Le ministre québécois de l'Emploi et de la Solidarité, François Blais

Blais souhaite une contestation des droits compensatoires

Le ministre québécois de l'Emploi et de la Solidarité, François Blais, souhaite voir le Canada contester devant les tribunaux internationaux les droits compensatoires de 6,87 % imposés par le gouvernement américain à l'industrie canadienne du bois d'oeuvre.
«C'est une lutte à finir qui date de plusieurs années, c'est un cycle», a commenté le ministre en marge d'une conférence de presse de Moisson Québec. «Et à toutes les fois qu'il y a eu cette bataille-là, toutes les fois le Québec a gagné. Je suis certain qu'on va encore gagner», a déclaré le ministre, qui aimerait donc voir le gouvernement canadien amener de nouveau le dossier devant les tribunaux internationaux.
Dans les faits, le conflit du bois d'oeuvre perdure depuis près de 40 ans entre le Canada et les États-Unis, qui l'accusent de subventionner injustement les entreprises canadiennes via des droits de coupe trop peu élevés.
La dernière ronde du conflit remonte à 2001 alors que les États-Unis ont imposé des droits compensatoires de 27,22 % sur le bois d'oeuvre et des droits antidumping variant entre 2 et 16 %. L'Organisation mondiale du commerce avait alors effectivement donné raison au Canada l'année suivante.

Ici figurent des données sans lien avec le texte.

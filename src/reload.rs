use std::panic::AssertUnwindSafe;
use std::path::{Path, PathBuf};
use std::sync::mpsc::Receiver;
use std::sync::{Arc, Mutex, PoisonError};
use std::thread;
use std::time::Duration;

use anyhow::{Context, Result};
use arc_swap::ArcSwap;
use notify::{Event, EventKind, RecommendedWatcher, RecursiveMode, Watcher};
use tracing::{error, info, warn};

use crate::config;
use crate::matcher::RuntimeConfig;

/// Invoked synchronously after every successful reload with the previous
/// and the freshly published snapshot. Implementations must tolerate
/// re-entry and must not assume a particular calling thread.
pub trait ConfigChangeListener: Send + Sync {
    fn on_config_change(&self, old: &Arc<RuntimeConfig>, new: &Arc<RuntimeConfig>);
}

/// 配置管理器：加载、校验、原子发布快照，并监控配置文件变更
/// 重载失败时保留旧快照（要么全部生效，要么完全不生效）
pub struct ConfigManager {
    path: PathBuf,
    current: Arc<ArcSwap<RuntimeConfig>>,
    listeners: Mutex<Vec<Arc<dyn ConfigChangeListener>>>,
    watcher: Mutex<Option<RecommendedWatcher>>,
}

impl ConfigManager {
    /// Performs the initial load; an unreadable or invalid config is fatal
    /// here, while later reload failures only keep the old snapshot.
    pub fn new(path: PathBuf) -> Result<Self> {
        let runtime = load_runtime(&path)?;
        Ok(Self {
            path,
            current: Arc::new(ArcSwap::from_pointee(runtime)),
            listeners: Mutex::new(Vec::new()),
            watcher: Mutex::new(None),
        })
    }

    pub fn current(&self) -> Arc<RuntimeConfig> {
        self.current.load_full()
    }

    /// The shared snapshot cell, for handlers that read per request.
    pub fn shared(&self) -> Arc<ArcSwap<RuntimeConfig>> {
        Arc::clone(&self.current)
    }

    /// Parse, validate and compile the file, then publish atomically and
    /// notify listeners. On any error the previous snapshot stays active.
    pub fn load(&self) -> Result<()> {
        let new = Arc::new(load_runtime(&self.path)?);
        let old = self.current.swap(Arc::clone(&new));
        self.notify(&old, &new);
        Ok(())
    }

    pub fn add_listener(&self, listener: Arc<dyn ConfigChangeListener>) {
        self.listeners
            .lock()
            .unwrap_or_else(PoisonError::into_inner)
            .push(listener);
    }

    pub fn remove_listener(&self, listener: &Arc<dyn ConfigChangeListener>) {
        self.listeners
            .lock()
            .unwrap_or_else(PoisonError::into_inner)
            .retain(|existing| !Arc::ptr_eq(existing, listener));
    }

    fn notify(&self, old: &Arc<RuntimeConfig>, new: &Arc<RuntimeConfig>) {
        // Snapshot the list so a listener may add or remove listeners
        // while being notified.
        let listeners = self
            .listeners
            .lock()
            .unwrap_or_else(PoisonError::into_inner)
            .clone();
        for listener in listeners {
            let result = std::panic::catch_unwind(AssertUnwindSafe(|| {
                listener.on_config_change(old, new);
            }));
            if result.is_err() {
                error!(target = "reload", "config listener panicked, continuing");
            }
        }
    }

    /// Watch the config file's parent directory and reload on write/create
    /// events for the exact file. The watcher thread exits when
    /// `stop_watching` drops the watcher.
    pub fn start_watching(self: &Arc<Self>) -> Result<()> {
        let mut guard = self
            .watcher
            .lock()
            .unwrap_or_else(PoisonError::into_inner);
        if guard.is_some() {
            return Ok(());
        }

        let (tx, rx) = std::sync::mpsc::channel();
        let mut watcher: RecommendedWatcher =
            Watcher::new(tx, notify::Config::default()).context("create config watcher")?;
        let dir = self
            .path
            .parent()
            .filter(|p| !p.as_os_str().is_empty())
            .unwrap_or_else(|| Path::new("."))
            .to_path_buf();
        watcher
            .watch(&dir, RecursiveMode::NonRecursive)
            .with_context(|| format!("watch config directory: {}", dir.display()))?;
        *guard = Some(watcher);
        drop(guard);

        let manager = Arc::clone(self);
        thread::spawn(move || manager.run_watch_loop(rx));

        info!(target = "reload", path = %self.path.display(), "config watcher started");
        Ok(())
    }

    pub fn stop_watching(&self) {
        let mut guard = self
            .watcher
            .lock()
            .unwrap_or_else(PoisonError::into_inner);
        if guard.take().is_some() {
            info!(target = "reload", "config watcher stopped");
        }
    }

    fn run_watch_loop(&self, rx: Receiver<notify::Result<Event>>) {
        // Dropping the watcher closes the sender; the loop then ends.
        for result in rx {
            match result {
                Ok(event) if self.event_targets_config(&event) => self.reload_with_retry(),
                Ok(_) => {}
                Err(err) => {
                    warn!(target = "reload", error = %err, "watch event error");
                }
            }
        }
    }

    fn event_targets_config(&self, event: &Event) -> bool {
        let relevant = matches!(event.kind, EventKind::Create(_) | EventKind::Modify(_));
        relevant && event.paths.iter().any(|p| p == &self.path)
    }

    /// Editors often truncate-then-write; retry briefly before giving up
    /// and keeping the old snapshot.
    fn reload_with_retry(&self) {
        let mut retries = 3;
        loop {
            match self.load() {
                Ok(()) => {
                    info!(target = "reload", path = %self.path.display(), "config reloaded");
                    break;
                }
                Err(err) => {
                    retries -= 1;
                    if retries == 0 {
                        warn!(
                            target = "reload",
                            path = %self.path.display(),
                            error = %err,
                            "config reload failed, keeping old config"
                        );
                        break;
                    }
                    thread::sleep(Duration::from_millis(50));
                }
            }
        }
    }
}

fn load_runtime(path: &Path) -> Result<RuntimeConfig> {
    let cfg = config::load_config(path)?;
    RuntimeConfig::from_config(cfg)
}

«Ce qui compte présentement, c'est de protéger l'industrie. Nous avons déjà amorcé une politique de prêt pour l'industrie. Nous voulons la soutenir au niveau des emplois, mais aussi de la formation des travailleurs. Nous, on est derrière l'industrie depuis longtemps», a déclaré le ministre, qui estime que le Québec est «du bon côté de l'histoire» dans ce dossier.
«Les prêts, ça existe même aux États-Unis. L'enjeu, c'est de faire en sorte que notre modèle d'affaires, la façon dont nous gérons la forêt publique au Québec, soit reconnu aux États-Unis.»
François Blais souhaiterait une nouvelle entente entre les deux pays sur cette épineuse question. «Ce que j'entends entre les branches, c'est que le poids est assez lourd du côté de la Colombie-Britannique, mais du côté du Québec, j'entends des choses assez positives. J'espère qu'il va y avoir un arrangement. Mais je vous rappelle qu'à chaque fois qu'on est allés devant les tribunaux internationaux, à chaque fois on a gagné. Il faut faire cette bataille-là.»